Un livre de poésie c’est pour Ponge un livre dont chaque page a une forme différente, précisément la forme d’une chose. Pour Ponge, les choses sont sans relation les unes aux autres de même que les pages d’un livre sont indifférentes les unes aux autres et malgré tout reliées par l’existence même du livre. C’est en cela que Ponge est très mallarméen. Ponge est le seul héritier conséquent de Mallarmé. L’imagination stellaire de Mallarmé envers les mots et même les lettres, Ponge l’a envers les choses. Et surtout Ponge a le sentiment que la seule relation des choses les unes aux autres, c’est l’écriture, c’est le livre.

 

L’abstraction de Ponge affirme l’ascèse de ne jamais montrer deux choses en même temps, de ne jamais montrer deux choses sur la même page.

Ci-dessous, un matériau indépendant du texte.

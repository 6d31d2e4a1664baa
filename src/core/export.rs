use super::error::ExportError;
use super::types::{Analysis, MonthlyRecord};

#[derive(Copy, Clone, Debug, Default, Eq, PartialEq)]
pub enum Granularity {
    #[default]
    Monthly,
    /// Only month 0 and each twelfth month.
    Yearly,
}

const BASE_HEADER: [&str; 5] = [
    "month",
    "nominal_value",
    "real_value",
    "cumulative_contributions",
    "monthly_contribution",
];

const BASELINE_HEADER: [&str; 2] = ["baseline_nominal_value", "baseline_real_value"];

/// Renders the projection as CSV, one row per record. Baseline columns are
/// appended when the analysis carries a no-investment comparison.
pub fn export_csv(analysis: &Analysis, granularity: Granularity) -> Result<String, ExportError> {
    let mut wtr = csv::Writer::from_writer(Vec::new());
    let baseline = analysis
        .comparison
        .as_ref()
        .map(|comparison| comparison.baseline.records.as_slice());

    let mut header = BASE_HEADER.to_vec();
    if baseline.is_some() {
        header.extend(BASELINE_HEADER);
    }
    wtr.write_record(&header)?;

    for (idx, record) in analysis.projection.records.iter().enumerate() {
        if granularity == Granularity::Yearly && !record.is_year_boundary() {
            continue;
        }
        let mut row = record_fields(record);
        if let Some(baseline) = baseline {
            // Both series share month indices, so rows line up by position.
            if let Some(b) = baseline.get(idx) {
                row.push(money(b.nominal_value));
                row.push(money(b.real_value));
            }
        }
        wtr.write_record(&row)?;
    }

    let bytes = wtr
        .into_inner()
        .map_err(|e| ExportError::Flush(e.error().to_string()))?;
    Ok(String::from_utf8(bytes)?)
}

fn record_fields(record: &MonthlyRecord) -> Vec<String> {
    vec![
        record.month_index.to_string(),
        money(record.nominal_value),
        money(record.real_value),
        money(record.cumulative_contributions),
        money(record.monthly_contribution_amount),
    ]
}

fn money(value: f64) -> String {
    format!("{value:.2}")
}
mod comparator;
mod engine;
mod error;
mod export;
mod types;

pub use comparator::{WITHDRAWAL_RATE, analyze, compare, withdrawal};
pub use engine::{
    MAX_PROJECTION_YEARS, MonthlyProjection, monthly_rate, months, project, validate,
};
pub use error::{ExportError, ValidationError};
pub use export::{Granularity, export_csv};
pub use types::{
    Analysis, ComparisonResult, InvestmentAdvantage, MonthlyRecord, ProjectionResult,
    RetirementWithdrawal, SimulationParameters,
};
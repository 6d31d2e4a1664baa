use serde::Serialize;

/// Inputs for a single projection. Rates are fractions (0.07 for 7%).
#[derive(Debug, Clone, Copy, PartialEq, Serialize)]
#[serde(rename_all = "camelCase")]
pub struct SimulationParameters {
    pub initial_investment: f64,
    pub monthly_investment: f64,
    pub annual_contribution_growth_rate: f64,
    pub annual_return_rate: f64,
    pub annual_inflation_rate: f64,
    pub horizon_years: u32,
    pub enable_retirement_rule: bool,
    pub enable_no_invest_comparison: bool,
}

impl SimulationParameters {
    /// Saturates past `MAX_PROJECTION_YEARS`, which validation rejects.
    pub fn total_months(&self) -> u32 {
        self.horizon_years.saturating_mul(12)
    }
}

#[derive(Debug, Clone, Copy, PartialEq, Serialize)]
#[serde(rename_all = "camelCase")]
pub struct MonthlyRecord {
    pub month_index: u32,
    pub nominal_value: f64,
    pub real_value: f64,
    pub cumulative_contributions: f64,
    pub monthly_contribution_amount: f64,
}

impl MonthlyRecord {
    /// True for month 0 and every twelfth month after it.
    pub fn is_year_boundary(&self) -> bool {
        self.month_index % 12 == 0
    }
}

#[derive(Debug, Clone, PartialEq, Serialize)]
#[serde(rename_all = "camelCase")]
pub struct ProjectionResult {
    pub horizon_years: u32,
    pub records: Vec<MonthlyRecord>,
    pub final_nominal_value: f64,
    pub final_real_value: f64,
    pub total_contributed: f64,
    pub total_growth: f64,
    /// Final real value minus the contributions deflated over the full horizon.
    pub real_growth: f64,
}

impl ProjectionResult {
    /// Records at month 0, 12, 24, ... up to the end of the horizon.
    pub fn yearly(&self) -> impl Iterator<Item = &MonthlyRecord> + '_ {
        self.records.iter().filter(|r| r.is_year_boundary())
    }
}

#[derive(Debug, Clone, PartialEq, Serialize)]
#[serde(rename_all = "camelCase")]
pub struct ComparisonResult {
    /// Same contribution schedule with a zero return.
    pub baseline: ProjectionResult,
}

#[derive(Debug, Clone, Copy, PartialEq, Serialize)]
#[serde(rename_all = "camelCase")]
pub struct InvestmentAdvantage {
    pub nominal: f64,
    pub real: f64,
}

#[derive(Debug, Clone, Copy, PartialEq, Serialize)]
#[serde(rename_all = "camelCase")]
pub struct RetirementWithdrawal {
    pub annual_nominal: f64,
    pub monthly_nominal: f64,
    pub annual_real: f64,
    pub monthly_real: f64,
}

#[derive(Debug, Clone, PartialEq, Serialize)]
#[serde(rename_all = "camelCase")]
pub struct Analysis {
    pub parameters: SimulationParameters,
    pub projection: ProjectionResult,
    pub comparison: Option<ComparisonResult>,
    pub advantage: Option<InvestmentAdvantage>,
    pub withdrawal: Option<RetirementWithdrawal>,
}
use std::env;

#[tokio::main]
async fn main() {
    env_logger::Builder::from_env(env_logger::Env::default().default_filter_or("info")).init();

    let raw_args: Vec<String> = env::args().collect();
    if raw_args.get(1).map(|s| s.as_str()) == Some("serve") {
        let port = raw_args
            .get(2)
            .and_then(|s| s.parse::<u16>().ok())
            .unwrap_or(8080);
        if let Err(e) = compounder::api::run_http_server(port).await {
            log::error!("server error: {e}");
            std::process::exit(1);
        }
        return;
    }

    match compounder::api::run_cli(raw_args) {
        Ok(output) => print!("{output}"),
        Err(e) => {
            eprintln!("error: {e}");
            std::process::exit(1);
        }
    }
}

Pour Ponge, chaque chose apparait préférée  face à face comme aimée seule à seule. L’abstraction de Ponge affirme qu’il n’y a pas d’ensemble des choses. L’abstraction ascétique de Ponge affirme que même s’il n‘est pas interdit d’aimer à la fois l’eau et la terre, l’abricot et la chèvre il apparait malgré tout tabou de les aimer en même temps sur une même page.

 

Ecrire « pour essayer ses nouveaux crayons ». L’écriture de Ponge c’est la démence de Mallarmé moins la dévotion, moins la croyance en une littérature sacrée. Écrire pour Ponge a la forme d’une nécessité qui n’est pas sacrée. Pour Ponge, la nécessité d’écrire apparait ainsi comme l’insouciance, la candeur, l’insouciance candide et malgré tout incroyablement résolue, quasi extrémiste d’essayer de nouveaux crayons. Pour Ponge, la nécessité d’écrire existe seulement à la manière d’un enfantillage. Pour Ponge, la nécessité d’écrire existe simplement comme une nécessité enfantine, la nécessité aussi enfantine qu’irrécusable d’essayer de nouveaux crayons.